Nggak jarang suatu kenangan yang sudah sangat lama, yang mungkin sudah mengendap di memori paling bawah otak kita, tiba-tiba muncul kembali ke permukaan hanya karena hujan. Mungkin karena itu juga banyak penyair yang menyambut hujan lewat puisi, seperti;
Tak hanya kenangannya saja yang dibuat muncul ke permukaan, seringkali oleh hujan juga kita dibuat rindu akan hal-hal yang berkaitan dengan hujan itu sendiri. Termasuk aku sendiri punya beberapa kisah manis antara aku, hujan dan rindu diantaranya.
Kala itu di tanah yang saking lamanya diperkosa oleh kemarau hingga membuatnya retak di mana-mana dan rumput pun enggan tumbuh di sana, entah sudah berapa kali 45 menit kami bermain bola, entah berapa goal yang sudah tercipta, memang tak ada waktu batasan untuk kami berhenti bermain. Permainan kami memang minim fasilitas, jangankan gawang berjaring, tiang pun tak ada, hanya dua batu atau bahkan sandal jepit sebagai pengganti tiang yang kami letakkan berjarak 2-3 langkah kaki kami. Minim fasilitas bukan berarti kami tak menikmati permainan, justru sebaliknya. Mungkin kami nggak akan pulang jika nggak ada orang tua salah satu dari kami datang dengan membawa sebilah bambu, tentu saja bambu untuk mengancam kami agar mau pulang. Nggak jarang juga permainan kami akan berhenti jika ada teman-teman yang mulai emosi dan adu jotos satu sama lain. Hanya dua hal itu yang bisa membuat kami berhenti bermain bola, bahkan hujan pun tak bisa menghentikan kami.
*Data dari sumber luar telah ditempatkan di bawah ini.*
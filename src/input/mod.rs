//! Argument adapter layer
//!
//! Tool arguments arrive as loosely shaped JSON. This module validates them
//! against the tool schema and decodes them into the typed inputs the
//! analyzers take; no numeric routine ever sees raw JSON.

pub mod parse;
mod validate;

pub use validate::ArgumentValidator;

use miette::Diagnostic;
use serde_json::{Map, Value};
use std::collections::{BTreeMap, BTreeSet};
use thiserror::Error;

use crate::analysis::spc::{ControlLimits, SpecLimits};
use crate::analysis::window::ProcessWindow;

#[derive(Debug, Clone, Error, Diagnostic, PartialEq)]
pub enum InputError {
    #[error("missing required input: {}", .0.join(", "))]
    #[diagnostic(
        code(semiproc::input::missing_fields),
        help("run `semiproc tools schema <tool>` to see the expected arguments")
    )]
    MissingFields(Vec<String>),

    #[error("invalid argument `{field}`: {reason}")]
    #[diagnostic(code(semiproc::input::invalid_arguments))]
    InvalidArguments { field: String, reason: String },

    #[error("tool schema is invalid: {0}")]
    #[diagnostic(code(semiproc::input::schema))]
    Schema(String),
}

/// Borrowed view of a `tools/call` arguments object
#[derive(Debug, Clone, Copy)]
pub struct Arguments<'a> {
    map: &'a Map<String, Value>,
}

impl<'a> Arguments<'a> {
    pub fn new(map: &'a Map<String, Value>) -> Self {
        Self { map }
    }

    /// Present and not null
    pub fn get(&self, key: &str) -> Option<&'a Value> {
        self.map.get(key).filter(|v| !v.is_null())
    }

    pub fn require(&self, key: &str) -> Result<&'a Value, InputError> {
        self.get(key)
            .ok_or_else(|| InputError::MissingFields(vec![key.to_string()]))
    }

    pub fn text(&self, key: &str) -> Result<Option<String>, InputError> {
        self.get(key)
            .map(|v| parse::text(v, key))
            .transpose()
            .map(|s| s.filter(|s| !s.is_empty()))
    }

    pub fn require_text(&self, key: &str) -> Result<String, InputError> {
        self.text(key)?
            .ok_or_else(|| InputError::MissingFields(vec![key.to_string()]))
    }

    pub fn number(&self, key: &str) -> Result<Option<f64>, InputError> {
        parse::optional_number(self.get(key), key)
    }

    pub fn require_number(&self, key: &str) -> Result<f64, InputError> {
        parse::number(self.require(key)?, key)
    }

    pub fn series(&self, key: &str) -> Result<Vec<f64>, InputError> {
        parse::series(self.require(key)?, key)
    }

    pub fn time_series(&self, key: &str) -> Result<Vec<f64>, InputError> {
        parse::time_series(self.require(key)?, key)
    }

    /// Missing optional maps decode as empty
    pub fn number_map(&self, key: &str) -> Result<BTreeMap<String, f64>, InputError> {
        self.get(key)
            .map(|v| parse::number_map(v, key))
            .unwrap_or_else(|| Ok(BTreeMap::new()))
    }

    pub fn require_number_map(&self, key: &str) -> Result<BTreeMap<String, f64>, InputError> {
        parse::number_map(self.require(key)?, key)
    }

    pub fn rating_map(&self, key: &str) -> Result<BTreeMap<String, i64>, InputError> {
        self.get(key)
            .map(|v| parse::rating_map(v, key))
            .unwrap_or_else(|| Ok(BTreeMap::new()))
    }

    pub fn label_map(&self, key: &str) -> Result<BTreeMap<String, String>, InputError> {
        self.get(key)
            .map(|v| parse::label_map(v, key))
            .unwrap_or_else(|| Ok(BTreeMap::new()))
    }

    pub fn string_list(&self, key: &str) -> Result<Vec<String>, InputError> {
        self.get(key)
            .map(|v| parse::string_list(v, key))
            .unwrap_or_else(|| Ok(Vec::new()))
    }

    pub fn string_set(&self, key: &str) -> Result<BTreeSet<String>, InputError> {
        Ok(self.string_list(key)?.into_iter().collect())
    }

    pub fn window(&self, key: &str) -> Result<Option<ProcessWindow>, InputError> {
        self.get(key).map(|v| parse::window(v, key)).transpose()
    }

    pub fn require_window(&self, key: &str) -> Result<ProcessWindow, InputError> {
        parse::window(self.require(key)?, key)
    }

    pub fn spec_limits(&self, key: &str) -> Result<Option<SpecLimits>, InputError> {
        self.get(key).map(|v| parse::spec_limits(v, key)).transpose()
    }

    pub fn control_limits(&self, key: &str) -> Result<Option<ControlLimits>, InputError> {
        self.get(key).map(|v| parse::control_limits(v, key)).transpose()
    }

    pub fn object(&self, key: &str) -> Result<Option<&'a Map<String, Value>>, InputError> {
        self.get(key).map(|v| parse::object(v, key)).transpose()
    }

    pub fn array(&self, key: &str) -> Result<&'a [Value], InputError> {
        match self.get(key) {
            Some(v) => parse::array(v, key),
            None => Ok(&[]),
        }
    }
}
//! Shift hand-over report

use super::{num, opt_plain, Report, NOT_GIVEN};
use crate::analysis::shift::{down_count, ShiftHandover};

pub fn shift_report(h: &ShiftHandover) -> Report {
    let mut r = Report::new("📝 Shift report");
    r.field(
        "Shift",
        format!(
            "{} / {}",
            h.info.shift.as_deref().unwrap_or(NOT_GIVEN),
            h.info.date.as_deref().unwrap_or(NOT_GIVEN)
        ),
    );

    let p = &h.production;
    r.section("Production summary")
        .field("Wafers in", opt_plain(p.wafer_in))
        .field("Wafers out", opt_plain(p.wafer_out))
        .field("Target", opt_plain(p.target))
        .field(
            "Yield",
            p.yield_pct
                .map_or_else(|| "-".to_string(), |y| format!("{}%", y)),
        )
        .field(
            "Attainment",
            p.attainment_pct()
                .map_or_else(|| "N/A (no target)".to_string(), |a| format!("{}%", num(a, 1))),
        );
    if let Some(wip) = p.work_in_progress() {
        r.field("Work in progress", num(wip, 0));
    }

    r.section("Equipment status").table(
        &["Equipment", "Status", "Issues"],
        h.equipment
            .iter()
            .map(|e| {
                vec![
                    e.equipment_id.clone(),
                    e.status.clone(),
                    e.issues.clone().unwrap_or_else(|| "-".to_string()),
                ]
            })
            .collect(),
    );
    let down = down_count(&h.equipment);
    if down > 0 {
        r.bullet(format!("{} of {} unit(s) not running", down, h.equipment.len()));
    }

    let q = &h.quality;
    r.section("Quality summary")
        .field("Defects", opt_plain(q.defect_count))
        .field(
            "Major defects",
            if q.major_defects.is_empty() {
                "-".to_string()
            } else {
                q.major_defects.join(", ")
            },
        )
        .field("SPC alerts", opt_plain(q.spc_alerts));

    let dash = |v: &Option<String>| v.clone().unwrap_or_else(|| "-".to_string());
    r.section("Key events").table(
        &["Time", "Event", "Action", "Status"],
        h.events
            .iter()
            .map(|e| vec![dash(&e.time), e.event.clone(), dash(&e.action), dash(&e.status)])
            .collect(),
    );

    r.section("Hand-over items")
        .bullets(h.pending.iter(), "No open items");
    r
}
use std::collections::BTreeMap;

use serde_json::Value;

use super::{ToolContext, ToolError};
use crate::analysis::optimize::{plan_direction, Constraint, OptimizeInput, Sensitivity};
use crate::analysis::recipe::{
    compare_recipes, compare_to_baseline as baseline_rows, extra_parameters, BaselineParam,
};
use crate::analysis::simulate::{simulate, ImpactRule, SimulationInput};
use crate::analysis::yield_impact::{yield_impact, InteractionEffect, ParameterChange};
use crate::input::{parse, Arguments, InputError};
use crate::report::{self, Report};

/// `{name: {value, min, max, unit}}`, or `{name: value}` for a bare reference
fn baseline_params(value: &Value, field: &str) -> Result<BTreeMap<String, BaselineParam>, InputError> {
    let mut out = BTreeMap::new();
    for (name, raw) in parse::object(value, field)?.iter().filter(|(_, v)| !v.is_null()) {
        let label = format!("{}.{}", field, name);
        let param = match raw {
            Value::Object(obj) => BaselineParam {
                value: parse::optional_number(parse::get_ci(obj, "value"), &format!("{}.value", label))?,
                min: parse::optional_number(parse::get_ci(obj, "min"), &format!("{}.min", label))?,
                max: parse::optional_number(parse::get_ci(obj, "max"), &format!("{}.max", label))?,
                unit: parse::get_ci(obj, "unit")
                    .map(|u| parse::text(u, &format!("{}.unit", label)))
                    .transpose()?
                    .filter(|u| !u.is_empty()),
            },
            other => BaselineParam {
                value: Some(parse::number(other, &label)?),
                ..Default::default()
            },
        };
        out.insert(name.clone(), param);
    }
    Ok(out)
}

pub(super) fn compare_to_baseline(args: &Arguments<'_>, _ctx: &ToolContext) -> Result<Report, ToolError> {
    let baseline = baseline_params(args.require("baseline_recipe")?, "baseline_recipe")?;
    let current = args.require_number_map("current_recipe")?;
    let rows = baseline_rows(&baseline, &current);
    let extras = extra_parameters(&baseline, &current);
    let name = args.text("recipe_name")?;
    Ok(report::recipe::baseline(&rows, &extras, name.as_deref()))
}

pub(super) fn compare_two_recipes(args: &Arguments<'_>, _ctx: &ToolContext) -> Result<Report, ToolError> {
    let a = args.require_number_map("recipe_a")?;
    let b = args.require_number_map("recipe_b")?;
    let tolerance = args.number_map("tolerance")?;
    let a_name = args.text("recipe_a_name")?.unwrap_or_else(|| "Recipe A".to_string());
    let b_name = args.text("recipe_b_name")?.unwrap_or_else(|| "Recipe B".to_string());
    let diffs = compare_recipes(&a, &b, &tolerance);
    Ok(report::recipe::two_recipes(&diffs, &a_name, &b_name))
}

fn parameter_changes(args: &Arguments<'_>) -> Result<Vec<ParameterChange>, InputError> {
    let mut changes = Vec::new();
    for (i, item) in args.array("parameter_changes")?.iter().enumerate() {
        let field = format!("parameter_changes[{}]", i);
        let obj = parse::object(item, &field)?;
        let at = |key: &str| format!("{}.{}", field, key);
        let name = parse::get_ci(obj, "param")
            .or_else(|| parse::get_ci(obj, "parameter"))
            .map(|v| parse::text(v, &at("param")))
            .transpose()?
            .unwrap_or_else(|| "-".to_string());
        changes.push(ParameterChange {
            parameter: name,
            from: parse::optional_number(parse::get_ci(obj, "from"), &at("from"))?,
            to: parse::optional_number(parse::get_ci(obj, "to"), &at("to"))?,
            sensitivity: parse::optional_number(
                parse::get_ci(obj, "yield_sensitivity"),
                &at("yield_sensitivity"),
            )?
            .unwrap_or(0.0),
        });
    }
    Ok(changes)
}

fn interaction_effects(args: &Arguments<'_>) -> Result<Vec<InteractionEffect>, InputError> {
    let mut effects = Vec::new();
    for (i, item) in args.array("interaction_effects")?.iter().enumerate() {
        let field = format!("interaction_effects[{}]", i);
        let obj = parse::object(item, &field)?;
        effects.push(InteractionEffect {
            parameters: parse::get_ci(obj, "params")
                .map(|v| parse::string_list(v, &format!("{}.params", field)))
                .transpose()?
                .unwrap_or_default(),
            effect: parse::optional_number(parse::get_ci(obj, "effect"), &format!("{}.effect", field))?
                .unwrap_or(0.0),
        });
    }
    Ok(effects)
}

pub(super) fn calculate_yield_impact(
    args: &Arguments<'_>,
    _ctx: &ToolContext,
) -> Result<Report, ToolError> {
    let baseline = args.require_number("baseline_yield")?;
    let changes = parameter_changes(args)?;
    let interactions = interaction_effects(args)?;
    let result = yield_impact(baseline, &changes, &interactions);
    Ok(report::recipe::yield_report(&result))
}

fn impact_rules(args: &Arguments<'_>) -> Result<Vec<ImpactRule>, InputError> {
    let mut rules = Vec::new();
    for (i, item) in args.array("impact_rules")?.iter().enumerate() {
        let field = format!("impact_rules[{}]", i);
        let obj = parse::object(item, &field)?;
        rules.push(ImpactRule {
            description: parse::get_ci(obj, "description")
                .map(|v| parse::text(v, &format!("{}.description", field)))
                .transpose()?,
            impact: parse::get_ci(obj, "impact")
                .map(|v| parse::number_map(v, &format!("{}.impact", field)))
                .transpose()?
                .unwrap_or_default(),
        });
    }
    Ok(rules)
}

pub(super) fn simulate_parameter_change(
    args: &Arguments<'_>,
    _ctx: &ToolContext,
) -> Result<Report, ToolError> {
    let state = parse::object(args.require("current_state")?, "current_state")?;
    let section = |key: &str| -> Result<BTreeMap<String, f64>, InputError> {
        parse::get_ci(state, key)
            .map(|v| parse::number_map(v, &format!("current_state.{}", key)))
            .transpose()
            .map(Option::unwrap_or_default)
    };
    let input = SimulationInput {
        recipe: section("recipe")?,
        performance: section("performance")?,
        proposed: args.require_number_map("proposed_changes")?,
        rules: impact_rules(args)?,
        window: args.window("process_window")?,
    };
    Ok(report::recipe::simulation(&simulate(&input)))
}

pub(super) fn optimize_recipe_direction(
    args: &Arguments<'_>,
    _ctx: &ToolContext,
) -> Result<Report, ToolError> {
    let mut sensitivity = BTreeMap::new();
    for (parameter, label) in args.label_map("param_sensitivity")? {
        let level = label
            .parse::<Sensitivity>()
            .map_err(|reason| InputError::InvalidArguments {
                field: format!("param_sensitivity.{}", parameter),
                reason,
            })?;
        sensitivity.insert(parameter, level);
    }
    let constraints = args
        .window("constraints")?
        .unwrap_or_default()
        .into_iter()
        .map(|(k, b)| {
            (
                k,
                Constraint {
                    min: b.min,
                    max: b.max,
                },
            )
        })
        .collect();

    let input = OptimizeInput {
        recipe: args.require_number_map("current_recipe")?,
        current: args.require_number_map("current_performance")?,
        target: args.require_number_map("target_performance")?,
        sensitivity,
        constraints,
    };
    Ok(report::recipe::optimize(&plan_direction(&input)))
}

pub(super) fn get_standard_recipe(args: &Arguments<'_>, ctx: &ToolContext) -> Result<Report, ToolError> {
    let process = args.require_text("process_type")?;
    let layer = args.require_text("layer")?;
    match ctx.catalog.recipe(&process, &layer) {
        Some(recipe) => Ok(report::recipe::standard_recipe(&recipe)),
        None => {
            let processes: Vec<&str> = ctx.catalog.process_types().collect();
            let layers = ctx.catalog.layers(&process);
            Ok(report::recipe::recipe_not_found(&process, &layer, &processes, &layers))
        }
    }
}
Aku ingat betul sore itu, di atas tanah yang tandus ada langit yang bergemuruh, kami sudah tahu akan turun hujan. Memang sudah lama nggak turun hujan karena memang masih musim kemarau. Tampak tetes demi tetes air mulai berjatuhan, besar-besar pula. Tanah retak yang kami pijak seakan menyambut dengan mengeluarkan aroma khasnya. Aroma itulah yang kadang membuat kita rindu akan hujan di setiap penghujung kemarau. Ingatlah aroma itu setiap kita ingin marah-marah karena hujan. Marah karena hujan turun pas kita sudah siap mau berangkat kerja atau kuliah dan malas untuk menggunakan mantel hujan. Marah karena kita baru habis mencuci motor dan tiba-tiba hujan turun tanpa permisi. Di balik rasa kesal kita akan hujan, ada rindu dari petani yang terobati. Ingatlah, aroma karena air hujan itulah yang ditunggu-tunggu para petani. Aroma yang belakangan aku tahu disebut Petrikor.
Hujan semakin deras, tanah yang tadinya tandus seketika jadi becek di mana-mana, dan kami masih berlari kesana kemari mengejar kemudian menendang bola. Sampai kami tersadar kami sudah kelamaan main karena sudah dicari oleh orang tua salah satu dari teman kami, kali ini beliau nggak bawa bambu, kami pun berhenti bermain. Kami pulang? Belum, kami memutuskan untuk mandi air hujan di jalanan, jalanan sudah beraspal tentu saja kalau kami mandi di sana kaki kami takkan kotor. Salah seorang teman kami mengambil sabun dan beberapa sachet sampo ke warung neneknya yang kebetulan letaknya tepat di pinggir jalan tempat kami mandi. Kami pun menggosok rambut dan badan kami dengan binal, sedikit memalukan kalau diingat-ingat. Segerombolan anak kecil bugil loncat-loncat di jalanan, di bawah derasnya hujan, lebih terlihat seperti tuyul yang lagi menarikan tarian penyambut hujan.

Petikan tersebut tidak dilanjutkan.